Research on the prestige of scholars in criminology and criminal justice has listed Sherman as one of the most highly cited scholars in the field.

==Evidence-based policing==

In a 1998 Police Foundation lecture, Sherman sketched out the concept of "evidence-based policing," modelled on the ideas of evidence-based medicine. His core idea was that police practice can be made far more effective if all of its complex but repeated elements were tested by repeated controlled field experiments. In February 2000, Sherman co-founded the Campbell collaboration's Crime and Justice Group, which has pursued the synthesis of research evidence on the effectiveness of policing and other crime prevention practices. Since then, the FBI Academy has offered a course on evidence-based policing, and it has become the subject of wide debate and commentary in police practice and research journals.

In 2008, Sherman made evidence-based policing (EBP) the core of the Police Executive Programme at Cambridge University, a part-time course of study for senior police leaders from around the world to earn a Diploma or Master's in applied criminology. In that year, the National Policing Improvement Agency (NPIA) funded the first international conference on EBP, which was attended by police executives from Asia, Australia, Europe and the US. Since then the conference has been held annually, with the 15th International Conference in 2022 attended by over 250 police and scholars from six continents, including Africa and Latin America.

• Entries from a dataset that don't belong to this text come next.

//! Expression nodes
//!
//! Only the expression kinds that the rewrite rules inspect or descend
//! through are typed. Everything else (functions, numbers, templates, ...)
//! is kept as [`Expression::Other`] and written back exactly as it was read.

use super::node::{decode, node_type, NodeFields};
use serde::{Deserialize, Deserializer, Serialize};
use serde_json::Value;

/// Expression node
#[derive(Debug, Clone, PartialEq, Serialize)]
#[serde(untagged)]
pub enum Expression {
    /// Bare reference (e.g., `Components`)
    Identifier(Identifier),

    /// String literal (e.g., `'resource://foo.jsm'`)
    StringLiteral(StringLiteral),

    /// `this`
    This(ThisExpression),

    /// Property access (e.g., `Components.utils`, `obj[key]`)
    Member(MemberExpression),

    /// Call (e.g., `Cu.import(path, {})`)
    Call(CallExpression),

    /// Array literal
    Array(ArrayExpression),

    /// Object literal
    Object(ObjectExpression),

    /// Assignment (e.g., `this.foo = bar`)
    Assignment(AssignmentExpression),

    /// `test ? consequent : alternate`
    Conditional(ConditionalExpression),

    /// `a && b`, `a || b`, `a ?? b`
    Logical(LogicalExpression),

    /// Arithmetic, comparison and other binary operators
    Binary(BinaryExpression),

    /// Comma-separated expressions
    Sequence(SequenceExpression),

    /// Any node kind the rewrite never looks into
    Other(Value),
}

#[derive(Debug, Clone, PartialEq, Eq, Serialize, Deserialize)]
#[serde(tag = "type")]
pub struct Identifier {
    pub name: String,

    #[serde(flatten)]
    pub rest: NodeFields,
}

#[derive(Debug, Clone, PartialEq, Eq, Serialize, Deserialize)]
#[serde(tag = "type")]
pub struct StringLiteral {
    pub value: String,

    #[serde(flatten)]
    pub rest: NodeFields,
}

#[derive(Debug, Clone, PartialEq, Eq, Default, Serialize, Deserialize)]
#[serde(tag = "type")]
pub struct ThisExpression {
    #[serde(flatten)]
    pub rest: NodeFields,
}

/// Property access
#[derive(Debug, Clone, PartialEq, Serialize, Deserialize)]
#[serde(tag = "type")]
pub struct MemberExpression {
    pub object: Box<Expression>,
    pub property: Box<Expression>,
    /// `true` for `object[property]`
    #[serde(default)]
    pub computed: bool,

    #[serde(flatten)]
    pub rest: NodeFields,
}

#[derive(Debug, Clone, PartialEq, Serialize, Deserialize)]
#[serde(tag = "type")]
pub struct CallExpression {
    pub callee: Box<Expression>,
    pub arguments: Vec<Expression>,

    #[serde(flatten)]
    pub rest: NodeFields,
}

#[derive(Debug, Clone, PartialEq, Serialize, Deserialize)]
#[serde(tag = "type")]
pub struct ArrayExpression {
    /// `None` marks a hole (`[a, , b]`)
    pub elements: Vec<Option<Expression>>,

    #[serde(flatten)]
    pub rest: NodeFields,
}

#[derive(Debug, Clone, PartialEq, Serialize, Deserialize)]
#[serde(tag = "type")]
pub struct ObjectExpression {
    pub properties: Vec<ObjectMember>,

    #[serde(flatten)]
    pub rest: NodeFields,
}

/// Entry of an object literal
#[derive(Debug, Clone, PartialEq, Serialize)]
#[serde(untagged)]
pub enum ObjectMember {
    Property(ObjectProperty),
    /// Methods and spreads
    Other(Value),
}

/// `key: value` entry of an object literal
#[derive(Debug, Clone, PartialEq, Serialize, Deserialize)]
#[serde(tag = "type")]
pub struct ObjectProperty {
    pub key: Expression,
    pub value: Expression,
    #[serde(default)]
    pub computed: bool,
    #[serde(default)]
    pub shorthand: bool,

    #[serde(flatten)]
    pub rest: NodeFields,
}

#[derive(Debug, Clone, PartialEq, Serialize, Deserialize)]
#[serde(tag = "type")]
pub struct AssignmentExpression {
    pub operator: String,
    pub left: Box<Expression>,
    pub right: Box<Expression>,

    #[serde(flatten)]
    pub rest: NodeFields,
}

#[derive(Debug, Clone, PartialEq, Serialize, Deserialize)]
#[serde(tag = "type")]
pub struct ConditionalExpression {
    pub test: Box<Expression>,
    pub consequent: Box<Expression>,
    pub alternate: Box<Expression>,

    #[serde(flatten)]
    pub rest: NodeFields,
}

#[derive(Debug, Clone, PartialEq, Serialize, Deserialize)]
#[serde(tag = "type")]
pub struct LogicalExpression {
    pub operator: String,
    pub left: Box<Expression>,
    pub right: Box<Expression>,

    #[serde(flatten)]
    pub rest: NodeFields,
}

#[derive(Debug, Clone, PartialEq, Serialize, Deserialize)]
#[serde(tag = "type")]
pub struct BinaryExpression {
    pub operator: String,
    pub left: Box<Expression>,
    pub right: Box<Expression>,

    #[serde(flatten)]
    pub rest: NodeFields,
}

#[derive(Debug, Clone, PartialEq, Serialize, Deserialize)]
#[serde(tag = "type")]
pub struct SequenceExpression {
    pub expressions: Vec<Expression>,

    #[serde(flatten)]
    pub rest: NodeFields,
}

impl<'de> Deserialize<'de> for Expression {
    fn deserialize<D>(deserializer: D) -> Result<Self, D::Error>
    where
        D: Deserializer<'de>,
    {
        let value = Value::deserialize(deserializer)?;
        let expr = match node_type(&value).as_str() {
            "Identifier" => Expression::Identifier(decode(value)?),
            "StringLiteral" => Expression::StringLiteral(decode(value)?),
            "ThisExpression" => Expression::This(decode(value)?),
            "MemberExpression" => Expression::Member(decode(value)?),
            "CallExpression" => Expression::Call(decode(value)?),
            "ArrayExpression" => Expression::Array(decode(value)?),
            "ObjectExpression" => Expression::Object(decode(value)?),
            "AssignmentExpression" => Expression::Assignment(decode(value)?),
            "ConditionalExpression" => Expression::Conditional(decode(value)?),
            "LogicalExpression" => Expression::Logical(decode(value)?),
            "BinaryExpression" => Expression::Binary(decode(value)?),
            "SequenceExpression" => Expression::Sequence(decode(value)?),
            _ => Expression::Other(value),
        };
        Ok(expr)
    }
}

impl<'de> Deserialize<'de> for ObjectMember {
    fn deserialize<D>(deserializer: D) -> Result<Self, D::Error>
    where
        D: Deserializer<'de>,
    {
        let value = Value::deserialize(deserializer)?;
        match node_type(&value).as_str() {
            "ObjectProperty" => Ok(ObjectMember::Property(decode(value)?)),
            _ => Ok(ObjectMember::Other(value)),
        }
    }
}

impl Expression {
    /// Create an identifier reference
    pub fn identifier(name: impl Into<String>) -> Self {
        Expression::Identifier(Identifier {
            name: name.into(),
            rest: NodeFields::default(),
        })
    }

    /// Create a string literal
    pub fn string(value: impl Into<String>) -> Self {
        Expression::StringLiteral(StringLiteral {
            value: value.into(),
            rest: NodeFields::default(),
        })
    }

    /// Create a `this` expression
    pub fn this() -> Self {
        Expression::This(ThisExpression::default())
    }

    /// Create a non-computed property access (`object.property`)
    pub fn member(object: Expression, property: impl Into<String>) -> Self {
        Expression::Member(MemberExpression {
            object: Box::new(object),
            property: Box::new(Expression::identifier(property)),
            computed: false,
            rest: NodeFields::default(),
        })
    }

    /// Create a call expression
    pub fn call(callee: Expression, arguments: Vec<Expression>) -> Self {
        Expression::Call(CallExpression {
            callee: Box::new(callee),
            arguments,
            rest: NodeFields::default(),
        })
    }

    /// Create an array literal without holes
    pub fn array(elements: Vec<Expression>) -> Self {
        Expression::Array(ArrayExpression {
            elements: elements.into_iter().map(Some).collect(),
            rest: NodeFields::default(),
        })
    }

    /// Create an object literal
    pub fn object(properties: Vec<ObjectProperty>) -> Self {
        Expression::Object(ObjectExpression {
            properties: properties.into_iter().map(ObjectMember::Property).collect(),
            rest: NodeFields::default(),
        })
    }

    /// Create a plain `=` assignment
    pub fn assign(left: Expression, right: Expression) -> Self {
        Expression::Assignment(AssignmentExpression {
            operator: "=".to_string(),
            left: Box::new(left),
            right: Box::new(right),
            rest: NodeFields::default(),
        })
    }

    /// Name of a bare identifier reference
    pub fn as_identifier(&self) -> Option<&str> {
        match self {
            Expression::Identifier(ident) => Some(&ident.name),
            _ => None,
        }
    }

    /// Value of a string literal
    pub fn as_string_literal(&self) -> Option<&str> {
        match self {
            Expression::StringLiteral(literal) => Some(&literal.value),
            _ => None,
        }
    }

    pub fn is_this(&self) -> bool {
        matches!(self, Expression::This(_))
    }

    /// Babel node type of this expression
    pub fn kind(&self) -> &str {
        match self {
            Expression::Identifier(_) => "Identifier",
            Expression::StringLiteral(_) => "StringLiteral",
            Expression::This(_) => "ThisExpression",
            Expression::Member(_) => "MemberExpression",
            Expression::Call(_) => "CallExpression",
            Expression::Array(_) => "ArrayExpression",
            Expression::Object(_) => "ObjectExpression",
            Expression::Assignment(_) => "AssignmentExpression",
            Expression::Conditional(_) => "ConditionalExpression",
            Expression::Logical(_) => "LogicalExpression",
            Expression::Binary(_) => "BinaryExpression",
            Expression::Sequence(_) => "SequenceExpression",
            Expression::Other(value) => value
                .get("type")
                .and_then(Value::as_str)
                .unwrap_or("unknown"),
        }
    }

    /// Direct sub-expressions, in source order
    ///
    /// Opaque nodes have no children. Non-computed property names and
    /// object keys are names rather than expressions and are not returned.
    pub fn children_mut(&mut self) -> Vec<&mut Expression> {
        match self {
            Expression::Member(member) => {
                let mut children = vec![member.object.as_mut()];
                if member.computed {
                    children.push(member.property.as_mut());
                }
                children
            }
            Expression::Call(call) => std::iter::once(call.callee.as_mut())
                .chain(call.arguments.iter_mut())
                .collect(),
            Expression::Array(array) => array.elements.iter_mut().flatten().collect(),
            Expression::Object(object) => object
                .properties
                .iter_mut()
                .filter_map(|member| match member {
                    ObjectMember::Property(property) => Some(&mut property.value),
                    ObjectMember::Other(_) => None,
                })
                .collect(),
            Expression::Assignment(assign) => vec![assign.left.as_mut(), assign.right.as_mut()],
            Expression::Conditional(cond) => vec![
                cond.test.as_mut(),
                cond.consequent.as_mut(),
                cond.alternate.as_mut(),
            ],
            Expression::Logical(logical) => vec![logical.left.as_mut(), logical.right.as_mut()],
            Expression::Binary(binary) => vec![binary.left.as_mut(), binary.right.as_mut()],
            Expression::Sequence(seq) => seq.expressions.iter_mut().collect(),
            Expression::Identifier(_)
            | Expression::StringLiteral(_)
            | Expression::This(_)
            | Expression::Other(_) => Vec::new(),
        }
    }
}

impl MemberExpression {
    /// Property name for `object.name` accesses; `None` when computed
    pub fn property_name(&self) -> Option<&str> {
        if self.computed {
            return None;
        }
        self.property.as_identifier()
    }

    /// Name of the receiver when it is a bare identifier
    pub fn object_name(&self) -> Option<&str> {
        self.object.as_identifier()
    }
}

impl ObjectProperty {
    /// Create a shorthand `{ name }` entry
    pub fn shorthand(name: impl Into<String>) -> Self {
        let name = name.into();
        ObjectProperty {
            key: Expression::identifier(name.clone()),
            value: Expression::identifier(name),
            computed: false,
            shorthand: true,
            rest: NodeFields::default(),
        }
    }
}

In 2012, a group of UK police officers founded the Society of Evidence-Based Policing, and elected Sherman its first Honorary President, along with Sir Peter Fahy, Chief Constable of the UK's Greater Manchester Police; as of 2022 the Society has over 5,000 members, primarily UK police officers but with membership from Australia to Argentina and North America. In 2013, UK Home Secretary Theresa May appointed Sherman to a five-year term an independent non-executive director of the new College of Policing, which develops and promotes evidence of what works in policing.

==Institution building==

Sherman has been a prime mover in the development on several permanent new additions to the institutional landscape of criminology. The most visible of these new institutions is the Stockholm Prize in Criminology, which philanthropist Jerry Lee and Sherman proposed to Professor Jerzy Sarnecki of Stockholm University in mid-2000, and which Sarnecki brought to the Swedish Ministry of Justice where it received support from successive Ministers. The annual Prize for criminological research or its application that benefits humanity was funded by the Jerry Lee Foundation for a guaranteed minimum of ten years, with the first prizes awarded in 2006. The Prize has been awarded annually since then, most often presented by a member of the Royal Family, with Sherman and Sarnecki as co-chairs of the International Jury that selects the winners. In 2012, Justice Minister Beatrice Ask concluded an agreement with the Soderberg foundations to provide joint funding with Ministry investment of a permanent endowment for a new Stockholm Prize Foundation, which guarantees annual funding of the Prize in perpetuity.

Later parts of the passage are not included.